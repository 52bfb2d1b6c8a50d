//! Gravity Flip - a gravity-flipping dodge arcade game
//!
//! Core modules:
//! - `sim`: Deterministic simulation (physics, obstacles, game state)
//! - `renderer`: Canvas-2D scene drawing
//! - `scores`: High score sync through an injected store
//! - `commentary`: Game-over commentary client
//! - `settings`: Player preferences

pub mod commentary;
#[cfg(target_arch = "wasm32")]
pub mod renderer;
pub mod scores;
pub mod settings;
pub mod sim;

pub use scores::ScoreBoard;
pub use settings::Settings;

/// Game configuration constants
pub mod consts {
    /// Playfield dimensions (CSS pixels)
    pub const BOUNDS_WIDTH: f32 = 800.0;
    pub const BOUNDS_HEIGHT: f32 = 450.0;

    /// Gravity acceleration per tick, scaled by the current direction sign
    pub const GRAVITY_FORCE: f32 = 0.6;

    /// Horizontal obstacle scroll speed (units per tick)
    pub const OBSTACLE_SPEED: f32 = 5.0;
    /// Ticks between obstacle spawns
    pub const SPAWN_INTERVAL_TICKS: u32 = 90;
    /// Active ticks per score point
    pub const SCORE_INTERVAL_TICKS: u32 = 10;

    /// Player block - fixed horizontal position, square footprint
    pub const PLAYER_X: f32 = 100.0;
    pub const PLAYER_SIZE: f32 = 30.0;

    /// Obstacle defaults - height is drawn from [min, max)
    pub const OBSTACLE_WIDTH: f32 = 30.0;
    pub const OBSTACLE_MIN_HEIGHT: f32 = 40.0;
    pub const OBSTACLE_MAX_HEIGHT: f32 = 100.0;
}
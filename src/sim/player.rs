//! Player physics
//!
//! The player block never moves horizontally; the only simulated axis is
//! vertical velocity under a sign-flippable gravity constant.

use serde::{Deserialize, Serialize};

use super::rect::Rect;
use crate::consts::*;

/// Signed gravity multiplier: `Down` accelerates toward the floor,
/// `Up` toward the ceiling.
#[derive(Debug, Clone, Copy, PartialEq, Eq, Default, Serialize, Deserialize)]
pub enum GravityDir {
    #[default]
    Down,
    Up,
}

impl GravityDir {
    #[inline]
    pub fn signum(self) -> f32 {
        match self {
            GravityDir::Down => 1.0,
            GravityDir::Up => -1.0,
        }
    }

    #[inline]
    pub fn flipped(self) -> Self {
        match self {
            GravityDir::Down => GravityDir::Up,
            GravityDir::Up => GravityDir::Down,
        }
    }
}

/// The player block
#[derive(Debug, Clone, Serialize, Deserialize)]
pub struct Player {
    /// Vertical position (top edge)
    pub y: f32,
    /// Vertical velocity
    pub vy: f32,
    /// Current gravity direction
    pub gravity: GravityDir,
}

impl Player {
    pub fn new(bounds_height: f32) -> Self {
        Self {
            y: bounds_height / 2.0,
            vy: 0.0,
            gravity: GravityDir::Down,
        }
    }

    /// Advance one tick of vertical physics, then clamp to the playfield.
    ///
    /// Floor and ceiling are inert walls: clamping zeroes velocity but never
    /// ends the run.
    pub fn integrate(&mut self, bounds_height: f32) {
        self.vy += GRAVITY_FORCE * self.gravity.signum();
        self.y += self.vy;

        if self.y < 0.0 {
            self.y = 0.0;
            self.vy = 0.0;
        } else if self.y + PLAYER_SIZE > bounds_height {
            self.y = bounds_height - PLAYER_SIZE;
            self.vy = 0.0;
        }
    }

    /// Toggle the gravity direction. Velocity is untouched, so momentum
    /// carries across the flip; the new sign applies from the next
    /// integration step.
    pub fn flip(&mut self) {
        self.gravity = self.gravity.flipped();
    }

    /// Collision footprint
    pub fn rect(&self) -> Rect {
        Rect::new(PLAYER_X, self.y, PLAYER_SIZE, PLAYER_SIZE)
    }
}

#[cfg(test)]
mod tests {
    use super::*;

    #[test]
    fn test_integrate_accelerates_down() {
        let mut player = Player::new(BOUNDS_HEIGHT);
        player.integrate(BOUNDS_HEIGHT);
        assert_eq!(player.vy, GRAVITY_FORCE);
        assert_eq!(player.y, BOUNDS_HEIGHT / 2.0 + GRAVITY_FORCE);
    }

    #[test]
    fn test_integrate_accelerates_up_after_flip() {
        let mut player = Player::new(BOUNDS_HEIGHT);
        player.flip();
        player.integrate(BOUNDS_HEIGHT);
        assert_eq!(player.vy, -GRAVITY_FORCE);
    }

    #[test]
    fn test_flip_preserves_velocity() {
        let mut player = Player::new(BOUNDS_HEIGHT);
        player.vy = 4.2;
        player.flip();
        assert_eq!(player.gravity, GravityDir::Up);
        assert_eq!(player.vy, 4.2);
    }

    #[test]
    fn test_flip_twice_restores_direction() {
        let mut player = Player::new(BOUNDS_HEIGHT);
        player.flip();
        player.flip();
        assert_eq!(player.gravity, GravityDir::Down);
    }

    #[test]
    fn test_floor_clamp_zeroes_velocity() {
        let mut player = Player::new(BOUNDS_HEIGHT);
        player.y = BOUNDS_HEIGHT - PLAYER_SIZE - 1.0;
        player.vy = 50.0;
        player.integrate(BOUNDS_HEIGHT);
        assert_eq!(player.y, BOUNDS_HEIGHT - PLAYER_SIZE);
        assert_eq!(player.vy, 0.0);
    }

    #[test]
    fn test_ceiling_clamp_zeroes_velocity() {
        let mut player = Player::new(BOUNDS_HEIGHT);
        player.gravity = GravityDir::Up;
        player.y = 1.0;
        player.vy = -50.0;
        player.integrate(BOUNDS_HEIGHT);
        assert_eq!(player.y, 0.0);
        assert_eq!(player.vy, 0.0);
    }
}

...

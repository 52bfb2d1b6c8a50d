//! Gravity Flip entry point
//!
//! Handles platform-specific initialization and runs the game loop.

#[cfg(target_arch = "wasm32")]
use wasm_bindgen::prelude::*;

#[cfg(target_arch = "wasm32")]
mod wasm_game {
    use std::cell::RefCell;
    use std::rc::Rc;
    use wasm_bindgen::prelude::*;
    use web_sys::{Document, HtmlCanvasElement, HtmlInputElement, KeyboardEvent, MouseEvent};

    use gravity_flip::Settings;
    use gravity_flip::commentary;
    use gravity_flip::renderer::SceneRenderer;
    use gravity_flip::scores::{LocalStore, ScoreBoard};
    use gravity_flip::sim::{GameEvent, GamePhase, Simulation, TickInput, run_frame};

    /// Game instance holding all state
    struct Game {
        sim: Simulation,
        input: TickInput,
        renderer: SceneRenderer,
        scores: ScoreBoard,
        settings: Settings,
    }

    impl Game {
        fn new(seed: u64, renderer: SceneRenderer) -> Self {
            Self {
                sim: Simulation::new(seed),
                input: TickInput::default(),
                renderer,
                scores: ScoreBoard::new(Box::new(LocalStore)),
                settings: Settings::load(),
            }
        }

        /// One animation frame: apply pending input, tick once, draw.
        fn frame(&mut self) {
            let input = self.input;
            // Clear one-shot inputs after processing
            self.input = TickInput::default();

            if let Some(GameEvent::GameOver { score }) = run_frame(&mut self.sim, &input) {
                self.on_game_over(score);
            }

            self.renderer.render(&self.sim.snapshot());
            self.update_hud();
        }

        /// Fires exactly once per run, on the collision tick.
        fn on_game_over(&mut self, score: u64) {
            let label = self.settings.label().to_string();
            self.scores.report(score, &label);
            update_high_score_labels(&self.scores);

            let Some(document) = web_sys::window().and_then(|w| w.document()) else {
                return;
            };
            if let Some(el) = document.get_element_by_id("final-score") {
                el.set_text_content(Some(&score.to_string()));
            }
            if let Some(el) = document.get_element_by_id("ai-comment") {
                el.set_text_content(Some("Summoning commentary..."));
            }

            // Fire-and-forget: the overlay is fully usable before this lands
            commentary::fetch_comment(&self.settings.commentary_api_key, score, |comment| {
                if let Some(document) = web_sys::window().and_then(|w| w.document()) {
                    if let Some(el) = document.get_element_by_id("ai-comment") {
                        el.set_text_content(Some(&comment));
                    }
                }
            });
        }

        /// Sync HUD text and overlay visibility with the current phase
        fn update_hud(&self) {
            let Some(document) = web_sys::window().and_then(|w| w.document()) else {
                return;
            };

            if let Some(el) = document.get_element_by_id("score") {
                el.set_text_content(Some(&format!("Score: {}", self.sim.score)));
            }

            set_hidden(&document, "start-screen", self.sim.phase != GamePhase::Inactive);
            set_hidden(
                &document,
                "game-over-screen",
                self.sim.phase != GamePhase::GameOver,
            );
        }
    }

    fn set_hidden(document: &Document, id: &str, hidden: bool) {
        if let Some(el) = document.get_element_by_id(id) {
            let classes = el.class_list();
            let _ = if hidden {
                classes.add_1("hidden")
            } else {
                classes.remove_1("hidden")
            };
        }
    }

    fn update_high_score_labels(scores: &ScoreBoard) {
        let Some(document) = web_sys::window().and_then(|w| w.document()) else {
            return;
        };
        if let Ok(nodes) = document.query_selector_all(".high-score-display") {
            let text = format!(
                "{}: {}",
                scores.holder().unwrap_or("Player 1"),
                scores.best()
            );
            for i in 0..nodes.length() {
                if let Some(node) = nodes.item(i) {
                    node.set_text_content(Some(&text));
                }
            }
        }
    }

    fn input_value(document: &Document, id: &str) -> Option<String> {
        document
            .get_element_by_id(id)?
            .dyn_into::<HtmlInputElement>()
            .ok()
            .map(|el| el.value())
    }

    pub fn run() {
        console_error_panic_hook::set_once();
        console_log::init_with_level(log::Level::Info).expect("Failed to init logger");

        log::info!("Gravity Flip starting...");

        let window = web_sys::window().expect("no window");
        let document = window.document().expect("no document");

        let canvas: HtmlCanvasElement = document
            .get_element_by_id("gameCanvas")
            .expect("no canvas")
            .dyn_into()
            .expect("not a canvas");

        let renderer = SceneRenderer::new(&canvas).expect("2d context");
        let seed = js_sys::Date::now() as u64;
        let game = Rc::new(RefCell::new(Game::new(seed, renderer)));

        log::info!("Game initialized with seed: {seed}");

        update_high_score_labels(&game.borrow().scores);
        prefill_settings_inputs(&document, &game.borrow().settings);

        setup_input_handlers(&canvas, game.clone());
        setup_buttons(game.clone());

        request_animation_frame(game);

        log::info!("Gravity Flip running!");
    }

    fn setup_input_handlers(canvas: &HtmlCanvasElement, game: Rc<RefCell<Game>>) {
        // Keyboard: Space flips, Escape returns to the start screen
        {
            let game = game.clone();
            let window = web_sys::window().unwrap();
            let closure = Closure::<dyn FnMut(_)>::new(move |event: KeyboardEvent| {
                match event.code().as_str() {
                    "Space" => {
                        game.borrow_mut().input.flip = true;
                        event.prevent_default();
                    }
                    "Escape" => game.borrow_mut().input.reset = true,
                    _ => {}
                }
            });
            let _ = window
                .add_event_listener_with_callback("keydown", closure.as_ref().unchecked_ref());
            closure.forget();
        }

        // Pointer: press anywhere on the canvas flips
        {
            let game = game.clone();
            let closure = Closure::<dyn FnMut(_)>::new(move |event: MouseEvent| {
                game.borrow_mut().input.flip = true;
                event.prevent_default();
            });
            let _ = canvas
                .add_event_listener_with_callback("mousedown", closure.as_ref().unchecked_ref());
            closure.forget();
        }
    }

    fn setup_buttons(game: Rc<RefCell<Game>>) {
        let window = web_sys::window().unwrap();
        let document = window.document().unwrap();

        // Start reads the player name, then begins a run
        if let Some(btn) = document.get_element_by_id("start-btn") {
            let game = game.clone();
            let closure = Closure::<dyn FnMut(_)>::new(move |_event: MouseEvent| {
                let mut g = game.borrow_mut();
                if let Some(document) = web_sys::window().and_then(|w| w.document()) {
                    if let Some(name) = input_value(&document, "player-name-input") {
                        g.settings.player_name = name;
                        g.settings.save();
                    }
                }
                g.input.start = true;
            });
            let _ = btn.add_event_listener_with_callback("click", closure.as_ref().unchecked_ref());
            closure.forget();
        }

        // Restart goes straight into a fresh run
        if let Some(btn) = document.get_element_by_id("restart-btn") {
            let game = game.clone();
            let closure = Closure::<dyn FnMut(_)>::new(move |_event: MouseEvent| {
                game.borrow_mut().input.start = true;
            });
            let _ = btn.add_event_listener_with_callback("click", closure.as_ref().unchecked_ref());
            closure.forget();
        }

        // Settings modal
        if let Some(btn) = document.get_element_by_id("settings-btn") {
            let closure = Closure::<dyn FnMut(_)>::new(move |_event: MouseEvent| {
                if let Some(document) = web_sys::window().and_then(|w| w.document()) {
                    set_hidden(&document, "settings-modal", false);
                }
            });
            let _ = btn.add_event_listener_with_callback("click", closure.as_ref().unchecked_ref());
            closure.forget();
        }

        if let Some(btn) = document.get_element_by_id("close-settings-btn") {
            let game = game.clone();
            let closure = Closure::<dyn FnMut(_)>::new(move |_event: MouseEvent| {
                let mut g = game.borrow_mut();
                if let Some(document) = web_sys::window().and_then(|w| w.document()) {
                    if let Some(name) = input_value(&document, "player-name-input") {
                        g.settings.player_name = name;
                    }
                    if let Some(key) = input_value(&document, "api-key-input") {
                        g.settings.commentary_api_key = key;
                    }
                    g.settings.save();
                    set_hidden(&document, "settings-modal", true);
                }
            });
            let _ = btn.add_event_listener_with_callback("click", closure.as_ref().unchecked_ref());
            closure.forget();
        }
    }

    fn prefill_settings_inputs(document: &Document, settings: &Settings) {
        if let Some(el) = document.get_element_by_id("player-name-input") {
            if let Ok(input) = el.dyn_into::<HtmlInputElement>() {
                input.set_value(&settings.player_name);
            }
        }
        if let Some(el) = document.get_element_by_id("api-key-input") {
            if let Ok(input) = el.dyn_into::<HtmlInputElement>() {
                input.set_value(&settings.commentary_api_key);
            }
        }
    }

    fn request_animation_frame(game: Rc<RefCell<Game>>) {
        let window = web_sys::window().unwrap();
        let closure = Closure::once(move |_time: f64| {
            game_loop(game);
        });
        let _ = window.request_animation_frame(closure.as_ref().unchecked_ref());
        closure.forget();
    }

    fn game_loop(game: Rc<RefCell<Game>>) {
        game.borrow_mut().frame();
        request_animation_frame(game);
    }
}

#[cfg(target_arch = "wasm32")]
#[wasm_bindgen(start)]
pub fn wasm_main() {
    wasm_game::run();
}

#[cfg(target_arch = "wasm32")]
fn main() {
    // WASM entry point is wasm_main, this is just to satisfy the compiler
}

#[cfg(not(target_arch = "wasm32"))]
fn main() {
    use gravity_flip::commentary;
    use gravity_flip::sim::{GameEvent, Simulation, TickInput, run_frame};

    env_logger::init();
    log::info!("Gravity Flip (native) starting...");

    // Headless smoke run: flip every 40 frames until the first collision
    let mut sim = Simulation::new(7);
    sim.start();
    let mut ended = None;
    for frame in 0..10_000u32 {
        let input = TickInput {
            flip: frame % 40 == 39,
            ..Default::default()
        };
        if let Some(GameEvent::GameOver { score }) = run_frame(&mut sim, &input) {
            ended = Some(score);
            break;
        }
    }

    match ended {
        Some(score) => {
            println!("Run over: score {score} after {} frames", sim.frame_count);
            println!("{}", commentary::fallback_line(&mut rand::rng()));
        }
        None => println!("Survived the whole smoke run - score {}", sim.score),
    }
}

# What you need to do:
Return a word-for-word copy of the lines above from the one holding "fn frame(&mut self)" through the one holding "before this lands", with both of them included and nothing besides.

# Task output:
        fn frame(&mut self) {
            let input = self.input;
            // Clear one-shot inputs after processing
            self.input = TickInput::default();

            if let Some(GameEvent::GameOver { score }) = run_frame(&mut self.sim, &input) {
                self.on_game_over(score);
            }

            self.renderer.render(&self.sim.snapshot());
            self.update_hud();
        }

        /// Fires exactly once per run, on the collision tick.
        fn on_game_over(&mut self, score: u64) {
            let label = self.settings.label().to_string();
            self.scores.report(score, &label);
            update_high_score_labels(&self.scores);

            let Some(document) = web_sys::window().and_then(|w| w.document()) else {
                return;
            };
            if let Some(el) = document.get_element_by_id("final-score") {
                el.set_text_content(Some(&score.to_string()));
            }
            if let Some(el) = document.get_element_by_id("ai-comment") {
                el.set_text_content(Some("Summoning commentary..."));
            }

            // Fire-and-forget: the overlay is fully usable before this lands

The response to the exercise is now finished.